There is of course nothing wrong with wanting to be successful at whatever we do, and nothing wrong with being upset when this success doesn’t happen. (I’ve had my own issues with this.) But if our entire lives are bound up in the success of a job or a relationship, in the outcome of an election or in the writing of a book, or even in the raising of children—then we are bound to be broken in half. There has to be a point at which all of us can sit in a room with our own thoughts and rediscover our own privacy, our own hidden life. And what we find there has to mean as much as every public gesture.
A recent retiree told me the story of going upstairs in his house one day in autumn. The neighborhood was so quiet, he said, that he could hear the leaves landing on the garage, and sliding off. Of such moments revolutionaries and activists are not made, but it is a grave mistake to imagine that only with big moments and big people is there any meaning at all.

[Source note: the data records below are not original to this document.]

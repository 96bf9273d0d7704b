//! Named SQL templates, rendered and bound per call, executed against `SQLite` or Postgres.
//!
//! A template is ordinary SQL with tera control flow and `:name` markers:
//!
//! ```sql
//! select id, name, city from users
//! where city in (:cities) {% if min_age %} and age > :min_age {% endif %}
//! ```
//!
//! [`SqlTemplates`] renders it with the caller's input, resolves every marker against the same
//! input, expands sequences into `IN` lists, rewrites the markers for the target database,
//! runs the statement and deserializes the rows into the caller's types.
//!
//! ```rust,no_run
//! use serde::{Deserialize, Serialize};
//! use sql_templates::prelude::*;
//!
//! #[derive(Serialize)]
//! struct Filter<'a> {
//!     cities: Vec<&'a str>,
//!     min_age: i64,
//! }
//!
//! #[derive(Deserialize)]
//! struct User {
//!     id: i64,
//!     name: String,
//! }
//!
//! # async fn demo() -> Result<(), SqlTemplateError> {
//! let db = SqliteOptionsBuilder::new("app.db").build().await?;
//! let engine = SqlTemplates::builder(db)
//!     .templates_dir("sql")
//!     .pattern("user/*.sql")
//!     .build()?;
//!
//! let filter = Filter { cities: vec!["Tampa", "Rio"], min_age: 30 };
//! let users: Vec<User> = engine
//!     .select(&QueryContext::new(), "user/search", Some(&filter))
//!     .await?;
//! # let _ = users;
//! # Ok(())
//! # }
//! ```

pub mod prelude;

pub mod context;
pub mod database;
pub mod error;
pub mod executor;
pub mod results;
pub mod scan;
pub mod template;
pub mod translation;
pub mod types;

#[cfg(feature = "postgres")]
pub mod postgres;
#[cfg(feature = "sqlite")]
pub mod sqlite;

pub use context::QueryContext;
pub use database::{AnyDatabase, Database, DatabaseConfig, RowCursor};
pub use error::{Operation, SqlTemplateError};
pub use executor::{EngineOptions, SingleRowPolicy, SqlTemplates, SqlTemplatesBuilder};
pub use results::{CustomDbRow, ExecSummary};
pub use scan::{RowScanner, from_row};
pub use types::{DatabaseType, ParamConverter, RowValues};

The greatest religious teaching is also the hardest one, and it speaks beyond any need for religion at all: it is that we are sufficient in ourselves, we are overflowing with meaning. No one has put this better than George Eliot, in the closing words of her novel Middlemarch:
Her finely touched spirit had still its fine issues, though they were not widely visible. Her full nature, like that river of which Cyrus broke the strength, spent itself in channels which had no great name on the earth. But the effect of her being on those around her was incalculably diffusive: for the growing good of the world is partly dependent on unhistoric acts; and that things are not so ill with you and me as they might have been, is half owing to the number who lived faithfully a hidden life, and rest in unvisited tombs.